### [Directions for this task]
Give back all of the data exactly. Leave nothing out.

Data below:

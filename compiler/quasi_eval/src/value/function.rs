//! Function values.

use super::{Value, Values};
use crate::builtins::Builtin;
use crate::environment::Environment;
use crate::errors::EvalError;
use crate::fast::CompiledFunc;
use crate::interpreter::Interpreter;
use crate::types::FuncType;
use quasi_ir::{FuncLit, Name};
use std::sync::Arc;

/// A function value: its signature plus an implementation; `imp` is `None`
/// for a nil function.
#[derive(Clone)]
pub struct FunctionValue {
    pub ty: Arc<FuncType>,
    pub imp: Option<FuncImpl>,
}

/// How a function runs.
#[derive(Clone)]
pub enum FuncImpl {
    /// Tree-walked body.
    Closure(Arc<Closure>),
    /// Body lowered by the compiler.
    Compiled(Arc<CompiledFunc>),
    /// Host function from a package.
    Native(NativeFunc),
    /// Builtin used as a value (`defer close(c)`, `f := println`).
    Builtin(Builtin),
    /// Method value `x.M` with its receiver bound.
    Bound(Arc<BoundMethod>),
}

/// A function literal or declaration closed over its defining scope.
pub struct Closure {
    pub name: Name,
    pub lit: Arc<FuncLit>,
    pub env: Environment,
    /// Parameter names in order, receiver first for methods.
    pub params: Vec<Name>,
    /// Result names; empty when results are unnamed.
    pub results: Vec<Name>,
}

/// A host function.
#[derive(Clone, Copy)]
pub struct NativeFunc {
    pub name: &'static str,
    pub call: fn(&mut Interpreter, Vec<Value>) -> Result<Values, EvalError>,
}

pub struct BoundMethod {
    pub recv: Value,
    pub func: FunctionValue,
}

impl FunctionValue {
    pub fn nil(ty: Arc<FuncType>) -> Self {
        FunctionValue { ty, imp: None }
    }

    pub fn new(ty: Arc<FuncType>, imp: FuncImpl) -> Self {
        FunctionValue { ty, imp: Some(imp) }
    }

    pub fn is_nil(&self) -> bool {
        self.imp.is_none()
    }

    /// Name for diagnostics.
    pub fn name(&self) -> String {
        match &self.imp {
            None => "nil".to_string(),
            Some(FuncImpl::Closure(c)) => c.name.to_string(),
            Some(FuncImpl::Compiled(c)) => c.name.to_string(),
            Some(FuncImpl::Native(n)) => n.name.to_string(),
            Some(FuncImpl::Builtin(b)) => b.name().to_string(),
            Some(FuncImpl::Bound(b)) => b.func.name(),
        }
    }

    /// Identity, for printing.
    pub fn address(&self) -> usize {
        match &self.imp {
            None => 0,
            Some(FuncImpl::Closure(c)) => Arc::as_ptr(c) as usize,
            Some(FuncImpl::Compiled(c)) => Arc::as_ptr(c) as usize,
            Some(FuncImpl::Native(n)) => n.call as usize,
            Some(FuncImpl::Builtin(b)) => *b as usize,
            Some(FuncImpl::Bound(b)) => Arc::as_ptr(b) as usize,
        }
    }
}

/// A user macro: a function over syntax.
#[derive(Clone)]
pub struct MacroValue {
    pub name: Name,
    pub func: FunctionValue,
}

impl MacroValue {
    /// Number of syntax arguments the macro consumes.
    pub fn arity(&self) -> usize {
        self.func.ty.params.len()
    }
}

End of Data.

### [Written response]
filename compiler/quasi_eval/src/value/function.rs
//! Function values.

use super::{Value, Values};
use crate::builtins::Builtin;
use crate::environment::Environment;
use crate::errors::EvalError;
use crate::fast::CompiledFunc;
use crate::interpreter::Interpreter;
use crate::types::FuncType;
use quasi_ir::{FuncLit, Name};
use std::sync::Arc;

/// A function value: its signature plus an implementation; `imp` is `None`
/// for a nil function.
#[derive(Clone)]
pub struct FunctionValue {
    pub ty: Arc<FuncType>,
    pub imp: Option<FuncImpl>,
}

/// How a function runs.
#[derive(Clone)]
pub enum FuncImpl {
    /// Tree-walked body.
    Closure(Arc<Closure>),
    /// Body lowered by the compiler.
    Compiled(Arc<CompiledFunc>),
    /// Host function from a package.
    Native(NativeFunc),
    /// Builtin used as a value (`defer close(c)`, `f := println`).
    Builtin(Builtin),
    /// Method value `x.M` with its receiver bound.
    Bound(Arc<BoundMethod>),
}

/// A function literal or declaration closed over its defining scope.
pub struct Closure {
    pub name: Name,
    pub lit: Arc<FuncLit>,
    pub env: Environment,
    /// Parameter names in order, receiver first for methods.
    pub params: Vec<Name>,
    /// Result names; empty when results are unnamed.
    pub results: Vec<Name>,
}

/// A host function.
#[derive(Clone, Copy)]
pub struct NativeFunc {
    pub name: &'static str,
    pub call: fn(&mut Interpreter, Vec<Value>) -> Result<Values, EvalError>,
}

pub struct BoundMethod {
    pub recv: Value,
    pub func: FunctionValue,
}

impl FunctionValue {
    pub fn nil(ty: Arc<FuncType>) -> Self {
        FunctionValue { ty, imp: None }
    }

    pub fn new(ty: Arc<FuncType>, imp: FuncImpl) -> Self {
        FunctionValue { ty, imp: Some(imp) }
    }

    pub fn is_nil(&self) -> bool {
        self.imp.is_none()
    }

    /// Name for diagnostics.
    pub fn name(&self) -> String {
        match &self.imp {
            None => "nil".to_string(),
            Some(FuncImpl::Closure(c)) => c.name.to_string(),
            Some(FuncImpl::Compiled(c)) => c.name.to_string(),
            Some(FuncImpl::Native(n)) => n.name.to_string(),
            Some(FuncImpl::Builtin(b)) => b.name().to_string(),
            Some(FuncImpl::Bound(b)) => b.func.name(),
        }
    }

    /// Identity, for printing.
    pub fn address(&self) -> usize {
        match &self.imp {
            None => 0,
            Some(FuncImpl::Closure(c)) => Arc::as_ptr(c) as usize,
            Some(FuncImpl::Compiled(c)) => Arc::as_ptr(c) as usize,
            Some(FuncImpl::Native(n)) => n.call as usize,
            Some(FuncImpl::Builtin(b)) => *b as usize,
            Some(FuncImpl::Bound(b)) => Arc::as_ptr(b) as usize,
        }
    }
}

/// A user macro: a function over syntax.
#[derive(Clone)]
pub struct MacroValue {
    pub name: Name,
    pub func: FunctionValue,
}

impl MacroValue {
    /// Number of syntax arguments the macro consumes.
    pub fn arity(&self) -> usize {
        self.func.ty.params.len()
    }
}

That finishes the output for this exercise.